The Food and Drug Administration on Wednesday announced plans to expand their tobacco education plan with $600 million in spending over the next five years.
The announcement comes on the heals of a report that shows 443,000 deaths a year occurring each year in the United States. The FDA plans to launch their print, TV and internet campaigns by first targeting young potential voters followed by minorities and then gay, military and disabled groups.
The agency also plans to use Facebook, YouTube and Twitter to spread their message in the most viral way possible.
The FDA is beginning their campaign focus on a younger audience because they are the most susceptible to nicotine addiction with 3,450 kids in the U.S. trying their first cigarette each day and 850 becoming regular daily smokers.
Speaking of his agencies advertising spending Dr.

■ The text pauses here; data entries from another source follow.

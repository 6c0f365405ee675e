//! crates/marginalia_core/src/selection.rs
//!
//! The two-click range-selection state machine.
//!
//! Token clicks arrive strictly in order and every transition is a
//! synchronous, atomic state update. Creating a new annotation and editing
//! an existing one converge here: both resolve through [`SelectionMachine::commit`]
//! into a single tagged [`CommitIntent`], so the attribute menu drives one
//! code path instead of two.

use crate::domain::{Annotation, AnnotationAttrs, WordRange};
use crate::error::CrossBlockSelectionError;
use crate::token::TokenAddress;

/// The machine's current state.
///
/// `RangeCommitted` is transient: it holds the normalized range while the
/// attribute menu is open and resolves back to `Idle` on commit or cancel.
#[derive(Debug, Clone, PartialEq, Eq)]
pub enum SelectionState {
    Idle,
    /// First token picked; the owning block is locked for this selection.
    StartSelected { anchor: TokenAddress },
    /// Both tokens picked; range normalized regardless of click direction.
    RangeCommitted { block_id: String, range: WordRange },
    /// An existing annotation is targeted; no range selection is active.
    Editing {
        annotation_id: String,
        prefill: AnnotationAttrs,
    },
}

/// What a click transition asks the surrounding UI to do.
#[derive(Debug, Clone, PartialEq, Eq)]
pub enum ClickOutcome {
    /// The clicked address resolves to no loaded word; nothing changed.
    Ignored,
    /// First token picked; nothing to show yet.
    SelectionStarted,
    /// Second token picked; preview the range and open the menu.
    RangeReady { block_id: String, range: WordRange },
    /// An annotated token was clicked; open the menu prefilled for editing.
    EditOpened {
        annotation_id: String,
        prefill: AnnotationAttrs,
    },
}

/// What a commit resolves to: the single converging path for the create
/// flow and the edit flow.
#[derive(Debug, Clone, PartialEq, Eq)]
pub enum CommitIntent {
    Create {
        block_id: String,
        range: WordRange,
        attrs: AnnotationAttrs,
    },
    Update {
        annotation_id: String,
        attrs: AnnotationAttrs,
    },
}

#[derive(Debug, Default)]
pub struct SelectionMachine {
    state: SelectionState,
}

impl Default for SelectionState {
    fn default() -> Self {
        SelectionState::Idle
    }
}

impl SelectionMachine {
    pub fn new() -> Self {
        Self::default()
    }

    pub fn state(&self) -> &SelectionState {
        &self.state
    }

    pub fn is_idle(&self) -> bool {
        self.state == SelectionState::Idle
    }

    /// Feeds one token click through the machine.
    ///
    /// `annotated` carries the annotation already winning at the clicked
    /// token, if any; outside an active selection such a click targets that
    /// annotation for editing instead of starting a new range.
    pub fn token_click(
        &mut self,
        addr: TokenAddress,
        annotated: Option<&Annotation>,
    ) -> Result<ClickOutcome, CrossBlockSelectionError> {
        match &self.state {
            SelectionState::StartSelected { anchor } => {
                if anchor.block_id != addr.block_id {
                    // Selections never span blocks: reject, keep nothing.
                    let err = CrossBlockSelectionError {
                        started_in: anchor.block_id.clone(),
                        clicked: addr.block_id.clone(),
                    };
                    self.state = SelectionState::Idle;
                    return Err(err);
                }
                let range = WordRange::from_clicks(anchor.word_index, addr.word_index);
                let block_id = anchor.block_id.clone();
                self.state = SelectionState::RangeCommitted {
                    block_id: block_id.clone(),
                    range,
                };
                Ok(ClickOutcome::RangeReady { block_id, range })
            }
            // Idle, or a click while a menu was open: the previous state is
            // discarded and the click is treated fresh.
            _ => {
                if let Some(annotation) = annotated {
                    let prefill = AnnotationAttrs {
                        color: Some(annotation.color.clone()),
                        font_size: annotation.font_size.clone(),
                        font_style: annotation.font_style,
                        note: annotation.note.clone(),
                    };
                    self.state = SelectionState::Editing {
                        annotation_id: annotation.id.clone(),
                        prefill: prefill.clone(),
                    };
                    Ok(ClickOutcome::EditOpened {
                        annotation_id: annotation.id.clone(),
                        prefill,
                    })
                } else {
                    self.state = SelectionState::StartSelected { anchor: addr };
                    Ok(ClickOutcome::SelectionStarted)
                }
            }
        }
    }

    /// An outside click or explicit cancel: back to `Idle`, clearing all
    /// transient fields.
    pub fn cancel(&mut self) {
        self.state = SelectionState::Idle;
    }

    /// Resolves the active state into a commit intent and resets to `Idle`.
    ///
    /// Returns `None` (leaving the state untouched) when nothing is
    /// committable: idle, or only the start of a range picked.
    pub fn commit(&mut self, attrs: AnnotationAttrs) -> Option<CommitIntent> {
        match std::mem::replace(&mut self.state, SelectionState::Idle) {
            SelectionState::RangeCommitted { block_id, range } => Some(CommitIntent::Create {
                block_id,
                range,
                attrs,
            }),
            SelectionState::Editing { annotation_id, .. } => Some(CommitIntent::Update {
                annotation_id,
                attrs,
            }),
            other => {
                self.state = other;
                None
            }
        }
    }

    /// The range to preview on a block while a selection is in progress
    /// there. A lone anchor previews as its single word.
    pub fn preview(&self, block_id: &str) -> Option<WordRange> {
        match &self.state {
            SelectionState::StartSelected { anchor } if anchor.block_id == block_id => {
                Some(WordRange::from_clicks(anchor.word_index, anchor.word_index))
            }
            SelectionState::RangeCommitted {
                block_id: selected, range,
            } if selected == block_id => Some(*range),
            _ => None,
        }
    }
}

Lawrence Deyton, director of the FDA’s Center for Tobacco Products, told The Associated Press:
“One of the big lessons that I’ve learned is that we might have great public health programs, but they will fail if we do not adequately educate the public about them,” adding that it wouldn’t be helpful “if we just sat back and put out regulations and didn’t say anything about them.”
Paying for the anti-tobacco campaigns will be the very company’s they target, a 2009 law gave the FDA authority over the tobacco industry and their ad spends to prevent smoking with fees being collected quarterly and based solely on the market share of each tobacco company.
Do you think the FDA is doing enough to fight back against tobacco addiction?